Could number two be number one when it comes to combating recurrent Clostridium difficile (CDI) infections?
Using genetic material analysis and machine learning, UBC researchers have pinpointed several key factors to ensure successful fecal microbiota transplants (FMT), which have proven successful in treating bacterial infections in the gut including illnesses like C. difficile, Crohn’s Disease, Colitis and even obesity, explains lead author Negin Kazemian.
“This therapy is still in its infancy, but studies like ours are helping identify key contributors to its overall success,” says Kazemian, a graduate student at UBC Okanagan’s School of Engineering.
Kazemian and her supervisor, Assistant Professor Sepideh Pakpour, are investigating the internal dynamics of both donors and recipients to set out a formula for the effectiveness of the therapy.
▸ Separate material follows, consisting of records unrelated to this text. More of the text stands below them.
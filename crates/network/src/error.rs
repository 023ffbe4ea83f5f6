use moim_core::DataError;

/// Errors from the REST API layer.
#[derive(Debug, thiserror::Error)]
pub enum NetworkError {
    /// The HTTP request itself failed (network, DNS, TLS, timeout, or a
    /// body that could not be read or decoded).
    #[error("HTTP request failed: {0}")]
    Request(#[from] reqwest::Error),

    /// The API returned a non-2xx status code.
    #[error("API error ({status}): {body}")]
    Api {
        /// HTTP status code.
        status: u16,
        /// Raw response body.
        body: String,
    },

    /// The configured API root is not a usable `http(s)` URL.
    #[error("Invalid API base URL {url:?}: {reason}")]
    BaseUrl { url: String, reason: String },

    /// A local file meant for upload could not be read.
    #[error("Failed to read upload: {0}")]
    Upload(#[from] std::io::Error),
}

impl From<NetworkError> for DataError {
    fn from(err: NetworkError) -> Self {
        match err {
            NetworkError::Request(e) if e.is_decode() => DataError::Decode(e.to_string()),
            NetworkError::Request(e) => DataError::Network(e.to_string()),
            NetworkError::Api { status, body } => DataError::Server {
                status,
                message: server_message(status, &body),
            },
            NetworkError::Upload(e) => DataError::Network(e.to_string()),
            e @ NetworkError::BaseUrl { .. } => DataError::Network(e.to_string()),
        }
    }
}

/// The `message` field of a JSON error body, else the raw body, else the
/// status line.
fn server_message(status: u16, body: &str) -> String {
    let from_json = serde_json::from_str::<serde_json::Value>(body)
        .ok()
        .and_then(|v| v.get("message").and_then(|m| m.as_str()).map(str::to_owned))
        .filter(|m| !m.is_empty());

    match from_json {
        Some(message) => message,
        None if !body.trim().is_empty() => body.trim().to_string(),
        None => reqwest::StatusCode::from_u16(status)
            .ok()
            .and_then(|s| s.canonical_reason())
            .unwrap_or("Unknown error")
            .to_string(),
    }
}

#[cfg(test)]
mod tests {
    use super::*;

    #[test]
    fn api_errors_prefer_the_json_message() {
        let err = DataError::from(NetworkError::Api {
            status: 409,
            body: r#"{"code":"M001","message":"Already a member"}"#.into(),
        });
        assert_eq!(
            err,
            DataError::Server { status: 409, message: "Already a member".into() }
        );
    }

    #[test]
    fn api_errors_fall_back_to_body_then_reason() {
        let err = DataError::from(NetworkError::Api { status: 502, body: "bad gateway".into() });
        assert_eq!(err.to_string(), "Server error (502): bad gateway");

        let err = DataError::from(NetworkError::Api { status: 404, body: String::new() });
        assert_eq!(err, DataError::Server { status: 404, message: "Not Found".into() });
    }

    #[test]
    fn unreadable_upload_is_a_network_failure() {
        let io = std::io::Error::new(std::io::ErrorKind::NotFound, "no such file");
        assert_eq!(
            DataError::from(NetworkError::from(io)).kind(),
            moim_core::ErrorKind::Network
        );
    }
}
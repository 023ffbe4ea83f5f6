//! Wall-clock access and server time parsing.
//!
//! Whether a post is still a plan or already a review is decided on the
//! client by comparing its scheduled time with "now", so both sides of that
//! comparison live here.

use chrono::{DateTime, FixedOffset, NaiveDate, NaiveDateTime, Offset, TimeZone, Utc};

use crate::types::Timestamp;

/// Offset the API uses for timestamps that carry no zone (UTC+09:00).
pub const SERVER_UTC_OFFSET_SECS: i32 = 9 * 3600;

/// Zone-less layouts the API has been seen to emit, tried in order.
const NAIVE_FORMATS: &[&str] = &[
    "%Y-%m-%dT%H:%M:%S",
    "%Y-%m-%dT%H:%M:%S%.f",
    "%Y-%m-%d %H:%M:%S",
    "%Y-%m-%dT%H:%M",
    "%Y-%m-%d %H:%M",
];

/// Source of the current time.
pub trait Clock: Send + Sync {
    fn now(&self) -> Timestamp;
}

/// Reads the system clock.
#[derive(Debug, Default, Clone, Copy)]
pub struct SystemClock;

impl Clock for SystemClock {
    fn now(&self) -> Timestamp {
        Utc::now()
    }
}

/// Always returns the same instant. Used by tests and previews.
#[derive(Debug, Clone, Copy)]
pub struct FixedClock(pub Timestamp);

impl Clock for FixedClock {
    fn now(&self) -> Timestamp {
        self.0
    }
}

fn server_offset() -> FixedOffset {
    FixedOffset::east_opt(SERVER_UTC_OFFSET_SECS).unwrap_or_else(|| Utc.fix())
}

/// Parse a timestamp string as returned by the API.
///
/// Accepts RFC 3339 (any offset) or one of the zone-less layouts, which are
/// read in the server offset. Returns `None` for anything else.
pub fn parse_server_time(raw: &str) -> Option<Timestamp> {
    let raw = raw.trim();
    if raw.is_empty() {
        return None;
    }

    if let Ok(parsed) = DateTime::parse_from_rfc3339(raw) {
        return Some(parsed.with_timezone(&Utc));
    }

    NAIVE_FORMATS
        .iter()
        .find_map(|format| NaiveDateTime::parse_from_str(raw, format).ok())
        .and_then(|naive| server_offset().from_local_datetime(&naive).single())
        .map(|local| local.with_timezone(&Utc))
}

/// `true` when `raw` parses and lies strictly after `now`.
///
/// Unparseable or empty times are treated as already past.
pub fn is_after(raw: &str, now: Timestamp) -> bool {
    parse_server_time(raw).is_some_and(|at| at > now)
}

/// Calendar day of `raw` as seen in the server offset.
pub fn server_date(raw: &str) -> Option<NaiveDate> {
    parse_server_time(raw).map(|at| at.with_timezone(&server_offset()).date_naive())
}

/// Calendar day of `now` as seen in the server offset.
pub fn server_today(now: Timestamp) -> NaiveDate {
    now.with_timezone(&server_offset()).date_naive()
}

/// `yyyy-MM` month key of `now` in the server offset.
pub fn server_month(now: Timestamp) -> String {
    server_today(now).format("%Y-%m").to_string()
}

#[cfg(test)]
mod tests {
    use super::*;

    fn utc(y: i32, m: u32, d: u32, h: u32, min: u32) -> Timestamp {
        Utc.with_ymd_and_hms(y, m, d, h, min, 0).unwrap()
    }

    #[test]
    fn naive_times_are_read_in_server_offset() {
        let parsed = parse_server_time("2024-05-01 18:30:00").unwrap();
        assert_eq!(parsed, utc(2024, 5, 1, 9, 30));

        let parsed = parse_server_time("2024-05-01T18:30").unwrap();
        assert_eq!(parsed, utc(2024, 5, 1, 9, 30));
    }

    #[test]
    fn rfc3339_keeps_its_own_offset() {
        let parsed = parse_server_time("2024-05-01T18:30:00Z").unwrap();
        assert_eq!(parsed, utc(2024, 5, 1, 18, 30));
    }

    #[test]
    fn garbage_and_empty_do_not_parse() {
        assert!(parse_server_time("").is_none());
        assert!(parse_server_time("tomorrow").is_none());
    }

    #[test]
    fn is_after_compares_strictly() {
        let now = utc(2024, 5, 1, 9, 30);
        assert!(is_after("2024-05-01 18:31:00", now));
        assert!(!is_after("2024-05-01 18:30:00", now));
        assert!(!is_after("not a date", now));
    }

    #[test]
    fn dates_and_months_follow_server_offset() {
        // 16:00 UTC is already the next day at UTC+9.
        assert_eq!(
            server_date("2024-05-31T16:00:00Z"),
            NaiveDate::from_ymd_opt(2024, 6, 1)
        );
        assert_eq!(
            server_date("2024-05-31 23:00:00"),
            NaiveDate::from_ymd_opt(2024, 5, 31)
        );
        assert_eq!(server_month(utc(2024, 5, 31, 16, 0)), "2024-06");
    }

    #[test]
    fn fixed_clock_returns_its_instant() {
        let at = utc(2030, 1, 1, 0, 0);
        assert_eq!(FixedClock(at).now(), at);
    }
}
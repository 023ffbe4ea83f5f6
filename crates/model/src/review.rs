use serde::{Deserialize, Serialize};

use crate::default_member_count;

/// Review as returned by `review/*` endpoints.
#[derive(Debug, Clone, Default, Deserialize)]
#[serde(default)]
pub struct ReviewResponse {
    #[serde(rename = "creatorId")]
    pub user_id: String,
    #[serde(rename = "meetId")]
    pub meeting_id: String,
    #[serde(rename = "meetName")]
    pub meeting_name: String,
    #[serde(rename = "meetImg")]
    pub meeting_image_url: String,
    #[serde(rename = "planId")]
    pub post_id: String,
    #[serde(rename = "reviewId")]
    pub review_id: String,
    #[serde(rename = "planName")]
    pub review_name: String,
    #[serde(rename = "planAddress")]
    pub address: String,
    #[serde(rename = "lat")]
    pub latitude: f64,
    #[serde(rename = "lot")]
    pub longitude: f64,
    #[serde(rename = "title")]
    pub place_name: String,
    #[serde(rename = "planMemberCount", default = "default_member_count")]
    pub member_count: i32,
    #[serde(rename = "images")]
    pub images: Vec<ReviewImageResponse>,
    #[serde(rename = "planTime")]
    pub review_at: String,
}

#[derive(Debug, Clone, Default, Deserialize)]
#[serde(default)]
pub struct ReviewImageResponse {
    #[serde(rename = "imageId")]
    pub image_id: String,
    #[serde(rename = "reviewImg")]
    pub image_url: String,
}

/// Retrospective of a plan whose time has passed.
#[derive(Debug, Clone, Default, PartialEq, Serialize, Deserialize)]
pub struct Review {
    pub user_id: String,
    pub meeting_id: String,
    pub meeting_name: String,
    pub meeting_image_url: String,
    /// Id of the plan this review was written for.
    pub post_id: String,
    pub review_id: String,
    pub review_name: String,
    pub address: String,
    pub latitude: f64,
    pub longitude: f64,
    pub place_name: String,
    pub member_count: i32,
    /// Attachments in upload order.
    pub images: Vec<ReviewImage>,
    pub review_at: String,
}

#[derive(Debug, Clone, Default, PartialEq, Serialize, Deserialize)]
pub struct ReviewImage {
    pub image_id: String,
    pub image_url: String,
}

impl From<ReviewImageResponse> for ReviewImage {
    fn from(response: ReviewImageResponse) -> Self {
        Self {
            image_id: response.image_id,
            image_url: response.image_url,
        }
    }
}

impl From<ReviewResponse> for Review {
    fn from(response: ReviewResponse) -> Self {
        Self {
            user_id: response.user_id,
            meeting_id: response.meeting_id,
            meeting_name: response.meeting_name,
            meeting_image_url: response.meeting_image_url,
            post_id: response.post_id,
            review_id: response.review_id,
            review_name: response.review_name,
            address: response.address,
            latitude: response.latitude,
            longitude: response.longitude,
            place_name: response.place_name,
            member_count: response.member_count,
            images: response.images.into_iter().map(ReviewImage::from).collect(),
            review_at: response.review_at,
        }
    }
}
//! Wire DTOs and domain models for MoimTable.
//!
//! Each module pairs the `*Response` type that mirrors the backend JSON with
//! the immutable domain record the rest of the app works with, plus a total
//! `From` mapping between them. Optional wire fields carry serde defaults so
//! a response missing them still decodes.

pub mod comment;
pub mod container;
pub mod meeting;
pub mod participant;
pub mod place;
pub mod plan;
pub mod plan_item;
pub mod review;
pub mod user;

pub use comment::{Comment, CommentResponse};
pub use container::{
    MeetingPlanContainer, MeetingPlanContainerResponse, PlanReviewContainer,
    PlanReviewContainerResponse,
};
pub use meeting::{Meeting, MeetingResponse};
pub use participant::{
    Participant, ParticipantContainer, ParticipantContainerResponse, ParticipantResponse,
};
pub use place::{Place, PlaceResponse};
pub use plan::{Plan, PlanDraft, PlanResponse};
pub use plan_item::{PlanItem, PostKind};
pub use review::{Review, ReviewImage, ReviewImageResponse, ReviewResponse};
pub use user::{ProfileImageChange, User, UserResponse};

/// Default head count for meetings and plans: the creator.
pub(crate) fn default_member_count() -> i32 {
    1
}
C. difficile is one of the most frequently identified health care-associated infection in North America, she adds. Once a patient gets it, the illness often recurs, making a significant negative impact on a patient’s gut microorganisms.
Kazemian explains that severely damaged gut ecosystems, like someone who has had C. difficile, are not self-renewing. Therefore, FMT can help by restoring damaged systems through the recreation of the original ecosystem, or the construction of an entirely new and alternative ecosystem.
“In our study, we showed that the success of gut ecological recovery through FMT is dependent on several factors, including the donor gut microbiome—the presence of specific bacteria—as well as the recipient’s pre-FMT gut community structures and the absence of specific bacteria and fungi.”
Some previous studies have pointed to the possibility of “super” donors, but these new findings indicate the relationship between donors and recipients is much more complex. Pakpour says the notion of the super-donor is oversimplified due to the observed short-term fluctuations. A recipient’s microbiota may be just as important to consider when predicting treatment outcomes, especially in unbalanced conditions such as ulcerative colitis.
“Take, for example, blood transplants where we have a strong understanding of the four main blood groups or types, and how they interact with one another,” says Pakpour. “With fecal transplants the research up to this point has not been as clear in what constitutes a good match or compatibility.”
Working with data from the University of Alberta Hospital, Kazemian and Pakpour analyzed the gut composition and DNA from samples extracted before and after FMT.
According to Kazemian, their findings indicate that there isn’t a “one stool fits all” approach to ensure transplant success.
“The data illustrates that the unique microorganisms in everyone’s bodies respond differently over time, and this has profound implications on whether these transplants work well or not.”
The researchers suggest that preparing donors and patients’ gut ecosystems prior to transplant, maybe by using metabolites, would potentially sync their microbiota leading the way to a higher probability of transplant success.